# Material supplied
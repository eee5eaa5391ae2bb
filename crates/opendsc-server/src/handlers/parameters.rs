//! Parameter distribution endpoints

use axum::body::Bytes;
use axum::extract::{Path, Query, State};
use axum::http::{header, HeaderMap, StatusCode};
use axum::Json;
use serde::Deserialize;
use serde_json::json;
use uuid::Uuid;

use opendsc_core::merge::{parse_document, DocumentFormat};
use opendsc_core::naming::validate_name;
use opendsc_core::schema::{derive_schema, schema_hash};
use opendsc_core::version::Version;
use opendsc_core::Error;
use opendsc_storage::postgres::scopes::ScopeTypeRow;

use crate::auth::identity::Operator;
use crate::auth::permissions::{require_resource, Level, ResourceKind};
use crate::error::{ApiError, ApiResult};
use crate::services::semver_check::{self, ComplianceOutcome};
use crate::services::merge as merge_service;
use crate::state::AppState;

#[derive(Debug, Deserialize)]
pub struct UploadQuery {
    pub version: String,
    #[serde(rename = "scopeValue")]
    pub scope_value: Option<String>,
    #[serde(rename = "isDraft")]
    pub is_draft: Option<bool>,
}

/// Resolve the scope value id for an upload or activation
///
/// Default takes no value; Node values are created implicitly from FQDNs;
/// other value-bearing types require an existing value.
async fn resolve_scope_value(
    state: &AppState,
    scope_type: &ScopeTypeRow,
    scope_value: Option<&str>,
) -> Result<Option<Uuid>, ApiError> {
    match (scope_type.name.as_str(), scope_value) {
        (_, None) if !scope_type.allows_values => Ok(None),
        (name, Some(_)) if !scope_type.allows_values => Err(ApiError(Error::Validation(
            format!("the {} scope takes no value", name),
        ))),
        ("Node", Some(fqdn)) => {
            validate_name(fqdn)?;
            if let Some(existing) = state.repos.scopes.find_value(scope_type.id, fqdn).await? {
                return Ok(Some(existing.id));
            }
            let created = state.repos.scopes.add_value(scope_type.id, fqdn).await?;
            Ok(Some(created.id))
        }
        (_, Some(value)) => {
            let row = state
                .repos
                .scopes
                .find_value(scope_type.id, value)
                .await?
                .ok_or_else(|| ApiError(Error::NotFound(format!("scope value {}", value))))?;
            Ok(Some(row.id))
        }
        (_, None) => Err(ApiError(Error::Validation(format!(
            "scope type {} requires a scopeValue",
            scope_type.name
        )))),
    }
}

async fn load_scope_type(state: &AppState, id: Uuid) -> Result<ScopeTypeRow, ApiError> {
    state
        .repos
        .scopes
        .get_type(id)
        .await?
        .ok_or_else(|| ApiError(Error::NotFound("scope type".into())))
}

/// `POST /parameters/{scope_type_id}/{config_id}`: upload a parameter
/// version (draft by default)
pub async fn upload(
    State(state): State<AppState>,
    Path((scope_type_id, config_id)): Path<(Uuid, Uuid)>,
    Query(query): Query<UploadQuery>,
    operator: Operator,
    headers: HeaderMap,
    body: Bytes,
) -> ApiResult<(StatusCode, Json<serde_json::Value>)> {
    // Parameter modify is its own ACL, independent from configuration read.
    require_resource(
        &state,
        &operator.claims,
        ResourceKind::ParameterFile,
        config_id,
        Level::Modify,
    )
    .await?;

    let configuration = state
        .repos
        .configurations
        .get(config_id)
        .await?
        .ok_or_else(|| ApiError(Error::NotFound("configuration".into())))?;
    if !configuration.is_server_managed {
        return Err(ApiError(Error::Conflict(format!(
            "configuration {} does not use server-managed parameters",
            configuration.name
        ))));
    }

    let scope_type = load_scope_type(&state, scope_type_id).await?;
    let scope_value_id =
        resolve_scope_value(&state, &scope_type, query.scope_value.as_deref()).await?;
    let version = query.version.parse::<Version>().map_err(ApiError)?;

    let content_type = headers
        .get(header::CONTENT_TYPE)
        .and_then(|v| v.to_str().ok())
        .unwrap_or("application/yaml")
        .to_string();
    let format = DocumentFormat::from_content_type(&content_type);

    // Parse up front so a bad document never lands in the store.
    let tag = match &query.scope_value {
        Some(value) => format!("{}:{}", scope_type.name, value),
        None => scope_type.name.clone(),
    };
    let document = parse_document(&tag, &body, format)?;
    if !document.is_object() {
        return Err(ApiError(Error::Validation(
            "parameter document must be a mapping".into(),
        )));
    }

    let schema = derive_schema(&document);
    let hash = schema_hash(&schema);

    let compliance = semver_check::check_parameter_upload(
        &state,
        config_id,
        scope_type_id,
        scope_value_id,
        &version,
        &schema,
    )
    .await?;

    state.repos.parameters.upsert_schema(&hash, &schema).await?;
    let content_hash = state.content.put(&body).await?;

    let row = state
        .repos
        .parameters
        .insert(
            config_id,
            scope_type_id,
            scope_value_id,
            &version.to_string(),
            &content_hash,
            &content_type,
            &hash,
            query.is_draft.unwrap_or(true),
            &operator.claims.username,
        )
        .await?;

    let warning = match compliance {
        ComplianceOutcome::Ok(_) => None,
        ComplianceOutcome::Violation(message) => Some(message),
    };

    tracing::info!(
        configuration = %configuration.name,
        scope = %tag,
        version = %row.version,
        schema_hash = %hash,
        "parameter version uploaded"
    );

    Ok((
        StatusCode::CREATED,
        Json(json!({"parameter": row, "semverWarning": warning})),
    ))
}

#[derive(Debug, Deserialize)]
pub struct ScopeValueQuery {
    #[serde(rename = "scopeValue")]
    pub scope_value: Option<String>,
}

/// `PUT /parameters/{scope_type_id}/{config_id}/versions/{version}/activate`
pub async fn activate(
    State(state): State<AppState>,
    Path((scope_type_id, config_id, version)): Path<(Uuid, Uuid, String)>,
    Query(query): Query<ScopeValueQuery>,
    operator: Operator,
) -> ApiResult<Json<serde_json::Value>> {
    require_resource(
        &state,
        &operator.claims,
        ResourceKind::ParameterFile,
        config_id,
        Level::Modify,
    )
    .await?;

    let scope_type = load_scope_type(&state, scope_type_id).await?;
    let scope_value_id =
        resolve_scope_value(&state, &scope_type, query.scope_value.as_deref()).await?;

    let activated = state
        .repos
        .parameters
        .activate(config_id, scope_type_id, scope_value_id, &version)
        .await?;

    tracing::info!(
        configuration_id = %config_id,
        scope_type = %scope_type.name,
        version = %version,
        "parameter version activated"
    );

    Ok(Json(json!({ "parameter": activated })))
}

/// `GET /parameters/{scope_type_id}/{config_id}/versions`
pub async fn list_versions(
    State(state): State<AppState>,
    Path((scope_type_id, config_id)): Path<(Uuid, Uuid)>,
    Query(query): Query<ScopeValueQuery>,
    operator: Operator,
) -> ApiResult<Json<serde_json::Value>> {
    require_resource(
        &state,
        &operator.claims,
        ResourceKind::ParameterFile,
        config_id,
        Level::Read,
    )
    .await?;

    let scope_type = load_scope_type(&state, scope_type_id).await?;
    let scope_value_id =
        resolve_scope_value(&state, &scope_type, query.scope_value.as_deref()).await?;

    let versions = state
        .repos
        .parameters
        .list_versions(config_id, scope_type_id, scope_value_id)
        .await?;
    Ok(Json(json!({ "versions": versions })))
}

/// `GET /parameters/{scope_type_id}/{config_id}/provenance`: diagnostic
/// merge of the Default scope with the addressed scope
pub async fn provenance(
    State(state): State<AppState>,
    Path((scope_type_id, config_id)): Path<(Uuid, Uuid)>,
    Query(query): Query<ScopeValueQuery>,
    operator: Operator,
) -> ApiResult<Json<serde_json::Value>> {
    require_resource(
        &state,
        &operator.claims,
        ResourceKind::ParameterFile,
        config_id,
        Level::Read,
    )
    .await?;

    let outcome = merge_service::scoped_parameters(
        &state,
        config_id,
        scope_type_id,
        query.scope_value.as_deref(),
    )
    .await?;

    Ok(Json(json!({
        "merged": outcome.merged,
        "provenance": outcome.provenance,
    })))
}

# Directions for this task
Only the count should be given: the number of lines in the entries above containing the word "scopes".

# Output of the task
5